Clayman Conversations Departmentalize Now! event looks at Black studies at Stanford and nationwide

Rojas, Robinson, McNair, Glaude Jr.

"The administration here [at Stanford] has long suggested that it values African and African American Studies, but that it can demonstrate this valuing without departmentalizing AAAS," states Clayman Institute Director Adrian Daub. "We at Clayman think that this got it backwards - that valuing means departmentalization. It's not about money; it's not about bias. It's about the way in which an institution signals what counts…" 

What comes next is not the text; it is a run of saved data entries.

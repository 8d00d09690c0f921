mod kv;
mod timer;

pub use self::kv::{Kv, KvError, KvOperation, KvOutput, MAX_KEY_LENGTH, MAX_VALUE_BYTES};
pub use self::timer::{Timer, TimerOperation, TimerOutput};

pub use crux_core::render::Render;
pub use crux_http::Http;
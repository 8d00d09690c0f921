//! Minimal key-value blob cache capability. One JSON blob per key; the shell
//! decides where bytes actually live (UserDefaults, SharedPreferences, ...).

use crux_core::capability::{Capability, CapabilityContext, Operation};
use serde::{Deserialize, Serialize};
use thiserror::Error;

pub const MAX_KEY_LENGTH: usize = 256;
pub const MAX_VALUE_BYTES: usize = 1024 * 1024;

#[derive(Debug, Clone, PartialEq, Eq, Error, Serialize, Deserialize)]
pub enum KvError {
    #[error("invalid key '{key}': {reason}")]
    InvalidKey { key: String, reason: String },
    #[error("value is {size} bytes, maximum is {max}")]
    ValueTooLarge { size: usize, max: usize },
}

#[derive(Debug, Clone, PartialEq, Eq, Serialize, Deserialize)]
#[serde(tag = "op", content = "data")]
pub enum KvOperation {
    Get { key: String },
    Set { key: String, value: Vec<u8> },
}

#[derive(Debug, Clone, PartialEq, Eq, Serialize, Deserialize)]
#[serde(tag = "type", content = "data")]
pub enum KvOutput {
    Value(Option<Vec<u8>>),
    Written(bool),
}

impl Operation for KvOperation {
    type Output = KvOutput;
}

pub struct Kv<Ev> {
    context: CapabilityContext<KvOperation, Ev>,
}

impl<Ev> Capability<Ev> for Kv<Ev> {
    type Operation = KvOperation;
    type MappedSelf<MappedEv> = Kv<MappedEv>;

    fn map_event<F, NewEv>(&self, f: F) -> Self::MappedSelf<NewEv>
    where
        F: Fn(NewEv) -> Ev + Send + Sync + 'static,
        Ev: 'static,
        NewEv: 'static,
    {
        Kv::new(self.context.map_event(f))
    }
}

impl<Ev> Kv<Ev>
where
    Ev: 'static,
{
    #[must_use]
    pub fn new(context: CapabilityContext<KvOperation, Ev>) -> Self {
        Self { context }
    }

    pub fn get<F>(&self, key: &str, make_event: F) -> Result<(), KvError>
    where
        F: FnOnce(KvOutput) -> Ev + Send + 'static,
        Ev: Send,
    {
        validate_key(key)?;
        let operation = KvOperation::Get { key: key.to_string() };
        let context = self.context.clone();
        self.context.spawn(async move {
            let output = context.request_from_shell(operation).await;
            context.update_app(make_event(output));
        });
        Ok(())
    }

    pub fn set<F>(&self, key: &str, value: Vec<u8>, make_event: F) -> Result<(), KvError>
    where
        F: FnOnce(KvOutput) -> Ev + Send + 'static,
        Ev: Send,
    {
        validate_key(key)?;
        if value.len() > MAX_VALUE_BYTES {
            return Err(KvError::ValueTooLarge {
                size: value.len(),
                max: MAX_VALUE_BYTES,
            });
        }
        let operation = KvOperation::Set {
            key: key.to_string(),
            value,
        };
        let context = self.context.clone();
        self.context.spawn(async move {
            let output = context.request_from_shell(operation).await;
            context.update_app(make_event(output));
        });
        Ok(())
    }
}

fn validate_key(key: &str) -> Result<(), KvError> {
    if key.trim().is_empty() {
        return Err(KvError::InvalidKey {
            key: key.to_string(),
            reason: "key cannot be empty".to_string(),
        });
    }
    if key.len() > MAX_KEY_LENGTH {
        return Err(KvError::InvalidKey {
            key: key.chars().take(50).collect(),
            reason: format!("key exceeds maximum length of {MAX_KEY_LENGTH} bytes"),
        });
    }
    if key.chars().any(|c| c.is_control() || c == '\0') {
        return Err(KvError::InvalidKey {
            key: key.replace(char::is_control, "?"),
            reason: "key contains control characters".to_string(),
        });
    }
    Ok(())
}
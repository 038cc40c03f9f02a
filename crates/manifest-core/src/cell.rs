//! Untyped cell values as produced by a workbook decoder

use serde::{Deserialize, Serialize};

/// A cell value with type detection
#[derive(Debug, Clone, PartialEq, Serialize, Deserialize)]
pub enum CellValue {
    /// Integer value
    Integer(i64),
    /// Floating-point value (spreadsheet numbers, including decimals)
    Float(f64),
    /// Boolean value
    Bool(bool),
    /// String value
    String(String),
    /// Empty/null cell
    Empty,
}

/// A numeric cell whose value has no unsigned integer representation
#[derive(Debug, Clone, Copy, PartialEq)]
pub struct OutOfRange(pub f64);

impl CellValue {
    /// Parse a string into a CellValue, detecting the type
    pub fn parse(s: &str) -> Self {
        let trimmed = s.trim();

        if trimmed.is_empty() {
            return CellValue::Empty;
        }

        // Try parsing as integer first
        if let Ok(i) = trimmed.parse::<i64>() {
            return CellValue::Integer(i);
        }

        // Manifest IDs use the full u64 range; a float would lose digits
        if trimmed.parse::<u64>().is_ok() {
            return CellValue::String(trimmed.to_string());
        }

        if let Ok(f) = trimmed.parse::<f64>() {
            return CellValue::Float(f);
        }

        CellValue::String(trimmed.to_string())
    }

    /// Check if the cell is empty
    pub fn is_empty(&self) -> bool {
        matches!(self, CellValue::Empty)
    }

    /// Convert to a display string
    pub fn to_string_value(&self) -> String {
        match self {
            CellValue::Integer(i) => i.to_string(),
            CellValue::Float(f) => format_float(*f),
            CellValue::Bool(b) => (if *b { "TRUE" } else { "FALSE" }).to_string(),
            CellValue::String(s) => s.clone(),
            CellValue::Empty => String::new(),
        }
    }

    /// Read the cell as an unsigned integer.
    ///
    /// Numeric cells are truncated toward zero; only non-finite values and
    /// values past `u64::MAX` are an error. Anything else goes through its
    /// string form with surrounding whitespace and underscores stripped.
    /// `Ok(None)` means the cell was blank, negative, or not an integer.
    pub fn as_u64(&self) -> Result<Option<u64>, OutOfRange> {
        match self {
            CellValue::Integer(i) => Ok(u64::try_from(*i).ok()),
            CellValue::Float(f) => truncate_float(*f),
            CellValue::Empty => Ok(None),
            other => Ok(parse_integer_text(&other.to_string_value())),
        }
    }
}

impl std::fmt::Display for CellValue {
    fn fmt(&self, f: &mut std::fmt::Formatter<'_>) -> std::fmt::Result {
        write!(f, "{}", self.to_string_value())
    }
}

impl From<&str> for CellValue {
    fn from(s: &str) -> Self {
        if s.is_empty() {
            CellValue::Empty
        } else {
            CellValue::String(s.to_string())
        }
    }
}

/// Parse integer text the way spreadsheet exports write it, e.g. `_1234_`
pub fn parse_integer_text(s: &str) -> Option<u64> {
    s.trim().trim_matches('_').trim().parse::<u64>().ok()
}

// 2^64, the first float past u64::MAX
const U64_LIMIT: f64 = 18_446_744_073_709_551_616.0;

fn truncate_float(f: f64) -> Result<Option<u64>, OutOfRange> {
    let t = f.trunc();
    if !t.is_finite() || t >= U64_LIMIT {
        return Err(OutOfRange(f));
    }
    // Negative numbers take the same soft path as negative text
    // (-0.5 truncates to -0.0, which is not below zero)
    if t < 0.0 {
        return Ok(None);
    }
    Ok(Some(t as u64))
}

fn format_float(f: f64) -> String {
    if f.fract() == 0.0 && f.abs() < 1e15 {
        format!("{}", f as i64)
    } else {
        format!("{}", f)
    }
}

Listen to the event on The Feminist Present podcast

Daub moderated an interdisciplinary panel of scholars that included Eddie S. Glaude Jr., Kimberly Thomas McNair, Aileen K. Robinson, and Fabio Rojas for “Departmentalize Now! The Imperative for African and African American Studies,” the third online event in the Clayman Conversations series. The event addressed social movements and activism in support of African and African American Studies on university campuses as well as navigating university bureacracies to institutionalize support for the discipline. 

View video of the event

Rojas, a sociology professor at Indiana University - Bloomington, opened the event with a presentation that offered both a brief history of Black Studies in the United States and specific insights about the founding of African and African American Studies (AAAS) at Stanford. Rojas notes that in the late 1960s, an active period of student advocacy around African American Studies, "...people realize that the bureaucratic structure of the university was not as quick as you might want it to be and not as flexible as you might imagine, so therefore they had to go to social protest." He shared unpublished research for his book, From Black Power to Black Studies: How a Radical Social Movement Became an Academic Discipline, referencing a 1970 report written by Stanford anthropologist St. Clair Drake. Stanford's first chair of AAAS, Drake  addressed the tensions of moving Black Studies from a movement to a curriculum.  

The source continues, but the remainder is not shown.